### Entries shown ###

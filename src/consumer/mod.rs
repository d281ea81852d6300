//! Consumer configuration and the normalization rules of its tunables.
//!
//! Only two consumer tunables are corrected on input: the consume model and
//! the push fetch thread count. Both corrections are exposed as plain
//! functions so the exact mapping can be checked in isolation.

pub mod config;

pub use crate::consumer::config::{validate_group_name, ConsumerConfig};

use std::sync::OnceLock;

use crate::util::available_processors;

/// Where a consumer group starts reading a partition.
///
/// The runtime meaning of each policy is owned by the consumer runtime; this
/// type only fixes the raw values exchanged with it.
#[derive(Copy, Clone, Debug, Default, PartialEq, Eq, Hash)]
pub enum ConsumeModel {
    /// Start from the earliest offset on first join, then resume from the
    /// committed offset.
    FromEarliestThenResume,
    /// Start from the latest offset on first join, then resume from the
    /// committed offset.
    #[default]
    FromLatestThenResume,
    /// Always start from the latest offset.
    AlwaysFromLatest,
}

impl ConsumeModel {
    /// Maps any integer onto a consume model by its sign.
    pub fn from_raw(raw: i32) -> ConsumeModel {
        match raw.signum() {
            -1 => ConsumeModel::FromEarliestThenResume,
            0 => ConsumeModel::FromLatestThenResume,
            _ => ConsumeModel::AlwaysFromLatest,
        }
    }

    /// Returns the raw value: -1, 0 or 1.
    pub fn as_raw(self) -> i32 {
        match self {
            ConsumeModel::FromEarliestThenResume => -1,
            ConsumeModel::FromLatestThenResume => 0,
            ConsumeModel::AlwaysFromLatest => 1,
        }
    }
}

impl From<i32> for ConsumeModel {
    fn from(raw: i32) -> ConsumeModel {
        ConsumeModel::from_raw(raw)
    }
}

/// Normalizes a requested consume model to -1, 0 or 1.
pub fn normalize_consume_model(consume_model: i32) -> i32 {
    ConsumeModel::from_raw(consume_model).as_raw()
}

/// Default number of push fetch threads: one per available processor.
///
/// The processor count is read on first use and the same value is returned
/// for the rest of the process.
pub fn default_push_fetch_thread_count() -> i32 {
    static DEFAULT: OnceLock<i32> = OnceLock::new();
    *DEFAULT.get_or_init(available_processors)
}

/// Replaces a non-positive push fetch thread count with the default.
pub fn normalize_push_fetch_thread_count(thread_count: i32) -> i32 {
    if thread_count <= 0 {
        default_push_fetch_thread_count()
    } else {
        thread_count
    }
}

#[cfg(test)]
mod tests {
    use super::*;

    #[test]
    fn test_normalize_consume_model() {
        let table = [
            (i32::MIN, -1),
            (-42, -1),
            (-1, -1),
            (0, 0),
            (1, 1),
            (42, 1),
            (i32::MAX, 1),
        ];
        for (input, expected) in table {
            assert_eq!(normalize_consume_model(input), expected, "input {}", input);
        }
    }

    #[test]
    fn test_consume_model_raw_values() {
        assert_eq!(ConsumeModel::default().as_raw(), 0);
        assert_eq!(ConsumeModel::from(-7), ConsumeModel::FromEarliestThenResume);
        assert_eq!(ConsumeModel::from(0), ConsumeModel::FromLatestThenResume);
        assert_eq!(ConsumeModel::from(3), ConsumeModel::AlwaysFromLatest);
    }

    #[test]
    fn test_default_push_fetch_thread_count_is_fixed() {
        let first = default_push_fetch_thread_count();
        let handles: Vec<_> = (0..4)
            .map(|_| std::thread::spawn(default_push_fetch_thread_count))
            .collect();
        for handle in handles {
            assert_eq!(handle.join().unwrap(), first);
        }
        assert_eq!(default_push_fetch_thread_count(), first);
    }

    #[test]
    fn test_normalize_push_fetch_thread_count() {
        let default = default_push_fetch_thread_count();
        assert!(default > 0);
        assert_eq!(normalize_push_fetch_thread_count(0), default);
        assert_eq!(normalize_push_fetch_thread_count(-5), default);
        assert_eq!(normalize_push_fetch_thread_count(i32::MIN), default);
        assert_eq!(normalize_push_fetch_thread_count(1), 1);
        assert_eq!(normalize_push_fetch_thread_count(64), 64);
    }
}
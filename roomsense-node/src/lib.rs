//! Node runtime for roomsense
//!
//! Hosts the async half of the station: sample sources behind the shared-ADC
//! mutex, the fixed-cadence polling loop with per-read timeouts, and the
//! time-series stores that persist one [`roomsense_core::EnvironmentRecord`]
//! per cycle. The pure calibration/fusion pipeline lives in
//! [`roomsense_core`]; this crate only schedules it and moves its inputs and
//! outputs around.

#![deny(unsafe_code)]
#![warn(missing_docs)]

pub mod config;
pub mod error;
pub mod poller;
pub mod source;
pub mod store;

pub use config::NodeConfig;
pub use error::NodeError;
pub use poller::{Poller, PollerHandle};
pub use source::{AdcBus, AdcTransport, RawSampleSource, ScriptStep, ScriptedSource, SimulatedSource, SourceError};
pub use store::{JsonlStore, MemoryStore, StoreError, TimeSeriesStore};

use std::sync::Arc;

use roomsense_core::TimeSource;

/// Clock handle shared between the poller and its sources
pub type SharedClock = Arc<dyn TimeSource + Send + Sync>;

###
### Entries shown ###

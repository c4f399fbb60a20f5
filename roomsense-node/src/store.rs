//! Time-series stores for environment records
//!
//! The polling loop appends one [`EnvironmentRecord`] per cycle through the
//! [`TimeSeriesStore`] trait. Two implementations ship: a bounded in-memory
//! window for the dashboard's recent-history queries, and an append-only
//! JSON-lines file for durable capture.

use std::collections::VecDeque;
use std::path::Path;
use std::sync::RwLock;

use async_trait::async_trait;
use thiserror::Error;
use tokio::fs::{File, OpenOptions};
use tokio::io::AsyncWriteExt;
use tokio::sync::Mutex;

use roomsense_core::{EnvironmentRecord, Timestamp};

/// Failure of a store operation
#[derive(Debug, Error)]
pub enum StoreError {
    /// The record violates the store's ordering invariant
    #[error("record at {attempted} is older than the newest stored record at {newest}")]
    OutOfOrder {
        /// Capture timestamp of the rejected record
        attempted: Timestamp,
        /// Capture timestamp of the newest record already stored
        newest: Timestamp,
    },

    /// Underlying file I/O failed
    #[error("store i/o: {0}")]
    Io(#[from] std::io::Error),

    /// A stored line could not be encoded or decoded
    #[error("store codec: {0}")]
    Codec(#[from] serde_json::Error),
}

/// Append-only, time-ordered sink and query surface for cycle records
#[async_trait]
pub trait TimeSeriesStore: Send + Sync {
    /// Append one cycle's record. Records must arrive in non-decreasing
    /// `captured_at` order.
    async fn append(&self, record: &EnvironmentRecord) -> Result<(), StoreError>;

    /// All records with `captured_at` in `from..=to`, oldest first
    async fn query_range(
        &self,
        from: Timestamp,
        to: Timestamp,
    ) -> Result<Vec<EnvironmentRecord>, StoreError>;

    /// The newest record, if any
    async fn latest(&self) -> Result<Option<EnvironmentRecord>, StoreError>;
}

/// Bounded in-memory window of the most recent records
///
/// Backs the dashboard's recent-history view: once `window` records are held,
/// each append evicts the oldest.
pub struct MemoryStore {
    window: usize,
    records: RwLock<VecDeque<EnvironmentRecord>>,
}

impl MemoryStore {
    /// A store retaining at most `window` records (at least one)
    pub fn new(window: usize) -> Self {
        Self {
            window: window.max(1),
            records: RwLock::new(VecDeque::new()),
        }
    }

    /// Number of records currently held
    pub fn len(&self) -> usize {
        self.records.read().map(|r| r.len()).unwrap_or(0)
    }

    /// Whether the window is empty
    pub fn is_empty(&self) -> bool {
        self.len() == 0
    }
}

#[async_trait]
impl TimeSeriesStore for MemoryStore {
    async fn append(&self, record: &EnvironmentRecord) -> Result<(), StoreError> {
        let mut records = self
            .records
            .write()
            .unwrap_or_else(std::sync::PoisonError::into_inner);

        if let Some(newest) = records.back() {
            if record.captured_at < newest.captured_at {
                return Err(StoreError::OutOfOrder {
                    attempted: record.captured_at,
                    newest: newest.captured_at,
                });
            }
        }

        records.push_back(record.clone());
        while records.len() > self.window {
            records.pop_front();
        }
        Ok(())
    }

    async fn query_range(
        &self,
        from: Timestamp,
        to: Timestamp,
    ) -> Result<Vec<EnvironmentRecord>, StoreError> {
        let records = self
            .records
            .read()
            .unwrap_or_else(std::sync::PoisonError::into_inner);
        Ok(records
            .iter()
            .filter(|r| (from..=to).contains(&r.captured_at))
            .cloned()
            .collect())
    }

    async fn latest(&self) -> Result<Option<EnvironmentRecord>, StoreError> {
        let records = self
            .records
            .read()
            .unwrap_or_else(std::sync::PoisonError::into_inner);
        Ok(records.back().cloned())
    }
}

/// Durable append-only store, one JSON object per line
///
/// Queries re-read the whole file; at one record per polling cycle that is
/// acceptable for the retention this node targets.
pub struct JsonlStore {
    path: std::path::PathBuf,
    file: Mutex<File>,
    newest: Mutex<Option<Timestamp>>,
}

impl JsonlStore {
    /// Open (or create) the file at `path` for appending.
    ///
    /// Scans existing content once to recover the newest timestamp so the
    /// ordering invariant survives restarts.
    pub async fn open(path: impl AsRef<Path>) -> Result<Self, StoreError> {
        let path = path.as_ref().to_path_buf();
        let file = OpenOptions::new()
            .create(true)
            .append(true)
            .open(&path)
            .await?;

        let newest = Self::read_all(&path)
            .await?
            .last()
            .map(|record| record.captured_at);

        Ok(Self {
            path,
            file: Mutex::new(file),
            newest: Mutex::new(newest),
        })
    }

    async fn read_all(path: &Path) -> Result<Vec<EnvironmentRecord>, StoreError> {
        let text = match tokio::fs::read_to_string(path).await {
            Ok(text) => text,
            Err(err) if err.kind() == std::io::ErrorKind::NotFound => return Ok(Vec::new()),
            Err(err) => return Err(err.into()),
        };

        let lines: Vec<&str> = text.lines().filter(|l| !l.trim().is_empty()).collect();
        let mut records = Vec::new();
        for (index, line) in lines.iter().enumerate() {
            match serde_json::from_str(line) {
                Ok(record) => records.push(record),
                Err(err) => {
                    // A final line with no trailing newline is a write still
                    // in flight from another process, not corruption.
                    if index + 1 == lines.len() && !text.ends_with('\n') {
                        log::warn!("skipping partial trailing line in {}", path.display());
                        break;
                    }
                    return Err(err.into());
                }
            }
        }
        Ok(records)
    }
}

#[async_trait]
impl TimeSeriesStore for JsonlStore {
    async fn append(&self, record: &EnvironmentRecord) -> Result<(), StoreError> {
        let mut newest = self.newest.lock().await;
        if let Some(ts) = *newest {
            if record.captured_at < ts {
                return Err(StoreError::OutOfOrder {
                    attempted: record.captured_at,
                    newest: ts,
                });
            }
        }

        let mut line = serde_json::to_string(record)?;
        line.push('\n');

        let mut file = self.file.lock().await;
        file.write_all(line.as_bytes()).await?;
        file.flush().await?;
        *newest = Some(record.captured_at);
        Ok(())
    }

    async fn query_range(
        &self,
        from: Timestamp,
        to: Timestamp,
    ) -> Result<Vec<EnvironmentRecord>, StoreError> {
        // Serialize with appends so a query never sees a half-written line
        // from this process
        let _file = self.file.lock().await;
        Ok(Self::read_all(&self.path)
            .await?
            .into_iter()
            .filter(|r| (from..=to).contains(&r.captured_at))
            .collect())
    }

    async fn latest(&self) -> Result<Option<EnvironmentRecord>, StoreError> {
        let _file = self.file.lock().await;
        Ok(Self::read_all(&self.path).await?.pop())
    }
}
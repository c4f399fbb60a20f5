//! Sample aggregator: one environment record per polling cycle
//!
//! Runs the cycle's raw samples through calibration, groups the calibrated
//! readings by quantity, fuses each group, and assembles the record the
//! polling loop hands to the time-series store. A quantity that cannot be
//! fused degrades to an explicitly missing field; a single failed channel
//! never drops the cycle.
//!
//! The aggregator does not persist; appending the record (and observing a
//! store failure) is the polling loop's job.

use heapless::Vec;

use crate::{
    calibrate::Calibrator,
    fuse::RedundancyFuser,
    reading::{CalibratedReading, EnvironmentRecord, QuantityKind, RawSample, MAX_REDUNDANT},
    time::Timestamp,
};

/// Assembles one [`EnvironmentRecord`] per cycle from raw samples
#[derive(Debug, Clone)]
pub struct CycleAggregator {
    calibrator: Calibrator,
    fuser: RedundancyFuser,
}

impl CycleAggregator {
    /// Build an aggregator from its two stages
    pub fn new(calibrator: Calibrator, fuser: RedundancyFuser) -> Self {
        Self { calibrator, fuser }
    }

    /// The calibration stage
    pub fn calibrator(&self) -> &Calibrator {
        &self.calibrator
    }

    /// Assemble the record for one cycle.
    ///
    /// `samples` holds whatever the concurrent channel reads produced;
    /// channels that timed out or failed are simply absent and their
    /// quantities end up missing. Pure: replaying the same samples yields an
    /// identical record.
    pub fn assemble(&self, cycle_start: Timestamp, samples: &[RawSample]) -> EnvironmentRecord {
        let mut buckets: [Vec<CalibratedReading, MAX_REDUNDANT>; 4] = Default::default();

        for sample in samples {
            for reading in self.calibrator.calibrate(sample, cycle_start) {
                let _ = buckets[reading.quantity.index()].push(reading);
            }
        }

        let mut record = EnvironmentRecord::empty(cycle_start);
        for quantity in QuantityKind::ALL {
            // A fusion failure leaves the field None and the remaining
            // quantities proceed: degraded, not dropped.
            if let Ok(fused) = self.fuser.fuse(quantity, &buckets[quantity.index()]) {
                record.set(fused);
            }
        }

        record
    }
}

###
### Entries shown ###

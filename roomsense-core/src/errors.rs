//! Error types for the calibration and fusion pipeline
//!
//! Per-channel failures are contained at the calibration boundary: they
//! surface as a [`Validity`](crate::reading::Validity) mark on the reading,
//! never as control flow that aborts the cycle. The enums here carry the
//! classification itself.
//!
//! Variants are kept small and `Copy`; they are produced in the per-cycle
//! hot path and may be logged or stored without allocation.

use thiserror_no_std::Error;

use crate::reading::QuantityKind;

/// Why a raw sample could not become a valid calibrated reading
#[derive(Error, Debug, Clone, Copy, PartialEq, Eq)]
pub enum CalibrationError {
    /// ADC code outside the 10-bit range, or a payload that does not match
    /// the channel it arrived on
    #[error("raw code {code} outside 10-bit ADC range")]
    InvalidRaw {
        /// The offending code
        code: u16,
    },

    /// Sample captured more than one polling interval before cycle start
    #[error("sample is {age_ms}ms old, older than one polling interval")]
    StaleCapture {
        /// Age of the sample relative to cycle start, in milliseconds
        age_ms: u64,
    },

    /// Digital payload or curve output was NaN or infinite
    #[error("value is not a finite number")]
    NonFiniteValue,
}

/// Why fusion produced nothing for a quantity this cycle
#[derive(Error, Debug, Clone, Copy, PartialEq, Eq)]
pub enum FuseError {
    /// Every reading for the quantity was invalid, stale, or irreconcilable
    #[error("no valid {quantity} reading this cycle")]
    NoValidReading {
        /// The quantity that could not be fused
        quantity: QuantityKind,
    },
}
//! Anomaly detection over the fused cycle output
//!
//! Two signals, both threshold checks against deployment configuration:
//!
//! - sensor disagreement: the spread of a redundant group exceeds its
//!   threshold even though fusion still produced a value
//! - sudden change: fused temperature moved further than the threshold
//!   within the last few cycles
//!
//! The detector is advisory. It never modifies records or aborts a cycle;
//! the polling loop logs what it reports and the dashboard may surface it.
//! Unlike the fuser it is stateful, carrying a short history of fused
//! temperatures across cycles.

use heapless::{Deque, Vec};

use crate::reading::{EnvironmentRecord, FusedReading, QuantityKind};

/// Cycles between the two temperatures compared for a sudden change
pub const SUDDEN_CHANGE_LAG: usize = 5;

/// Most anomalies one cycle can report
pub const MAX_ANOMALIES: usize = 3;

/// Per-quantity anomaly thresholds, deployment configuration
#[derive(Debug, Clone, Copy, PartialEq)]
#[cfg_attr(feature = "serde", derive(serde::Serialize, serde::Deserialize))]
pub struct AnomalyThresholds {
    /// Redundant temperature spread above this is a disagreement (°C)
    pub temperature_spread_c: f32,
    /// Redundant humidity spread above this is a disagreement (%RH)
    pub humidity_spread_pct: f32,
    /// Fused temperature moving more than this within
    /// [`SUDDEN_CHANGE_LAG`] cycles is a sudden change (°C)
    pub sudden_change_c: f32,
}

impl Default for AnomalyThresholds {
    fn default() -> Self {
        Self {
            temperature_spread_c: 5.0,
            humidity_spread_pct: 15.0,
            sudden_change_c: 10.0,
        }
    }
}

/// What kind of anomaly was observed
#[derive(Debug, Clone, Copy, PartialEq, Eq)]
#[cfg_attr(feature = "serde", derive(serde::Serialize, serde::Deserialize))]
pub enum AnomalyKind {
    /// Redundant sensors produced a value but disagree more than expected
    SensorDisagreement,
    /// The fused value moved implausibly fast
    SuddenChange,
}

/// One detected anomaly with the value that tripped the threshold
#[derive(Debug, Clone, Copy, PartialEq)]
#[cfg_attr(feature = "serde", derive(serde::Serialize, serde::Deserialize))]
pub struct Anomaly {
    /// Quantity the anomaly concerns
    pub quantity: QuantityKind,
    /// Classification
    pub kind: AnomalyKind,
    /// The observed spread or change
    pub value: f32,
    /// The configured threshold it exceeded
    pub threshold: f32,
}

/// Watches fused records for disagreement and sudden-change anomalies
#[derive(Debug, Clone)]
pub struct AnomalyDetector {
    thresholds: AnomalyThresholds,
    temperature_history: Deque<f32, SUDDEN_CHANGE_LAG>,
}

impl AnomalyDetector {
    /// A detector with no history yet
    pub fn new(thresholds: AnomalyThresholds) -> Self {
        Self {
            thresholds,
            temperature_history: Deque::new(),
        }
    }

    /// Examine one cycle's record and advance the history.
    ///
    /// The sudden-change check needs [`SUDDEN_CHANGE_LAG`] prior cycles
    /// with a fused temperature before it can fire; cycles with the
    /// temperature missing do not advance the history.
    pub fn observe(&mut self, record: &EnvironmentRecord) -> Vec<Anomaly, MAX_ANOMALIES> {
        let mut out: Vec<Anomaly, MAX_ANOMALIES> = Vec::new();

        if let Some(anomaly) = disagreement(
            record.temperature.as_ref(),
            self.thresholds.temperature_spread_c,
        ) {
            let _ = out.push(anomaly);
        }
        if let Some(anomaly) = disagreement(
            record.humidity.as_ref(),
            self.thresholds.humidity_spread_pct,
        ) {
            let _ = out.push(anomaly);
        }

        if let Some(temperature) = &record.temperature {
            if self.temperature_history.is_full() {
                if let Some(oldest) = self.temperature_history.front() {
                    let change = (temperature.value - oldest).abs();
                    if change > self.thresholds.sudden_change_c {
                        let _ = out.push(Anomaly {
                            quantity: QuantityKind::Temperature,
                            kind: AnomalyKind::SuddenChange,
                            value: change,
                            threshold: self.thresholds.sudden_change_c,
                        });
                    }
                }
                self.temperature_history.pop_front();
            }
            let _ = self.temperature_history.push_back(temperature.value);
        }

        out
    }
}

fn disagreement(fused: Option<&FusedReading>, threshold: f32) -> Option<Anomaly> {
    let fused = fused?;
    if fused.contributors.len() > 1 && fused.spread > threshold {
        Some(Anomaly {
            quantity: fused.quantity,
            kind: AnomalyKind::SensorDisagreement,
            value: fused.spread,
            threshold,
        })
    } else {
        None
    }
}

###

**Work to complete**
Beginning at the line above with "filename src/consumer/mod.rs" and finishing at the line with "exposed as plain", return each line exactly and return nothing else.

**Solution below**
filename src/consumer/mod.rs
repository d281ea81852d6300
//! Consumer configuration and the normalization rules of its tunables.
//!
//! Only two consumer tunables are corrected on input: the consume model and
//! the push fetch thread count. Both corrections are exposed as plain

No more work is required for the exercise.